Sorunu, savaşarak çözeceğimizi düşünüyoruz.
PKK’ye karşı savaştan ve başarıdan söz ede ede çeyrek yüzyıl geçti.
Orduyu başarısız buluyoruz ve neredeyse toplumsal bir mutabakat sağlamış haldeyiz
PKK’ye karşı savaş için profesyonel bir ordu lazım!.
Hadi bakalım bir de onu deneyelim..
Ama ben, çoğu profesyonel olan, öldürdüğü insan sayısını bile bilmeyen özel harekatçıların, bin operasyon yönettim diyen kıdemli emniyet müdürlerinin hayat hikayelerini hatırlıyorum şimdi ve PKK’ye karşı daha fazla başarı ne demek anlayamıyorum gerçekten.
Mesela geride kalan köylerin de boşaltılması mı?
Birkaç milyon Kürdü Batı’ya mecburi iskana tabi tutmak mı?

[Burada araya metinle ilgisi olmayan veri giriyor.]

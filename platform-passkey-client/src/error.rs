use std::fmt;

use platform_passkey_native::{CeremonyKind, NativeError, NativeErrorCode};
use platform_passkey_types::webauthn::{CeremonyOutcome, ErrorKind};
use typeshare::typeshare;

use crate::RpIdRejection;

/// Message fragments the platform uses when a registration matched an excluded credential.
pub const EXCLUDED_CREDENTIAL_MARKERS: &[&str] = &["Code=1006", "matchedExcludedCredential"];

/// Message fragments of the platform's generic authorization failure.
pub const NOT_ALLOWED_MARKERS: &[&str] = &[
    "The operation couldn\u{2019}t be completed",
    "The operation could not be completed",
];

#[typeshare]
#[derive(Debug, Clone, serde::Serialize, PartialEq, Eq)]
#[serde(tag = "type", content = "content")]
/// Errors produced by Webauthn Operations.
pub enum WebauthnError {
    /// The request origin could not be parsed. Reported as a security error, like an origin
    /// without a host.
    InvalidOrigin,
    /// The top frame origin could not be parsed or has no host.
    InvalidTopOrigin,
    /// The challenge is empty.
    EmptyChallenge,
    /// A registration request has an empty user id.
    MissingUserId,
    /// A `prf.evalByCredential` key is empty or not base64url.
    InvalidEvalByCredentialKey,
    /// The window handle does not resolve to a presentation anchor.
    InvalidWindowHandle,
    /// The client data could not be serialized.
    InvalidClientData(String),
    /// The RP ID failed validation against the origin.
    RpIdRejected(RpIdRejection),
    /// The user canceled, no credential was usable or the platform refused the request.
    NotAllowed(String),
    /// The authenticator already holds one of the excluded credentials.
    ExcludedCredential(String),
    /// The ceremony timed out.
    Timeout,
    /// The registration returned an attestation object that could not be read.
    InvalidAttestation(String),
}

impl WebauthnError {
    /// The DOM exception name this error surfaces as.
    pub fn kind(&self) -> ErrorKind {
        match self {
            Self::InvalidTopOrigin
            | Self::EmptyChallenge
            | Self::MissingUserId
            | Self::InvalidEvalByCredentialKey
            | Self::InvalidWindowHandle
            | Self::InvalidClientData(_) => ErrorKind::TypeError,
            Self::InvalidOrigin | Self::RpIdRejected(_) => ErrorKind::SecurityError,
            Self::NotAllowed(_) | Self::InvalidAttestation(_) => ErrorKind::NotAllowedError,
            Self::ExcludedCredential(_) => ErrorKind::InvalidStateError,
            Self::Timeout => ErrorKind::AbortError,
        }
    }

    /// Convert into the failure shape returned to callers.
    pub fn into_outcome<T>(self) -> CeremonyOutcome<T> {
        CeremonyOutcome::failure(self.kind(), self.to_string())
    }
}

impl fmt::Display for WebauthnError {
    fn fmt(&self, f: &mut fmt::Formatter<'_>) -> fmt::Result {
        match self {
            Self::InvalidOrigin => f.write_str("The origin is not a valid URL"),
            Self::InvalidTopOrigin => f.write_str("The top frame origin is not a valid URL"),
            Self::EmptyChallenge => f.write_str("The challenge must not be empty"),
            Self::MissingUserId => f.write_str("The user id must not be empty"),
            Self::InvalidEvalByCredentialKey => {
                f.write_str("evalByCredential keys must be non-empty base64url strings")
            }
            Self::InvalidWindowHandle => f.write_str("The window handle is not valid"),
            Self::InvalidClientData(msg) => write!(f, "Could not serialize client data: {msg}"),
            Self::RpIdRejected(reason) => write!(f, "The RP ID is not valid here: {reason}"),
            Self::NotAllowed(msg) | Self::ExcludedCredential(msg) => f.write_str(msg),
            Self::Timeout => f.write_str("The operation timed out"),
            Self::InvalidAttestation(msg) => write!(f, "Invalid attestation object: {msg}"),
        }
    }
}

impl std::error::Error for WebauthnError {}

/// Classify a failure reported by the native layer.
///
/// A known error code wins over the message. Messages are only inspected when the code is missing
/// or not specific, because they are localized.
pub fn classify_native_error(error: &NativeError, kind: CeremonyKind) -> WebauthnError {
    let message = error.message.clone();

    if kind == CeremonyKind::Create {
        if error.code == Some(NativeErrorCode::MatchedExcludedCredential) {
            return WebauthnError::ExcludedCredential(message);
        }
        if EXCLUDED_CREDENTIAL_MARKERS
            .iter()
            .any(|marker| error.message.contains(marker))
        {
            return WebauthnError::ExcludedCredential(message);
        }
    }

    if error.code.is_none()
        && !NOT_ALLOWED_MARKERS
            .iter()
            .any(|marker| error.message.contains(marker))
    {
        log::debug!("Unclassified native error treated as NotAllowedError: {error}");
    }

    WebauthnError::NotAllowed(message)
}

20 bin daha faili meçhul cinayet mi?
Daha fazla karakol inşası, güvenlik şeridi oluşturmak, gidip Hewler’i (Erbil) yerle bir etmek mi?
Yok eğer bunlar değil de, amaç daha fazla PKK’liyi ‘ölü ele geçirmek’ ise bu da oldu zaten. Şimdi dördüncü kuşak Kürtler var PKK’nin saflarında.
PKK gayri nizami bir savaş yürüttü. Herhalde buna gerilla savaşı diyorlar. Ama gerilla savaşına da pek benzemiyordu doğrusu. Savaşın sivil kurbanları hariç, kırk bin ölünün neredeyse 30 binden fazlası PKK’li..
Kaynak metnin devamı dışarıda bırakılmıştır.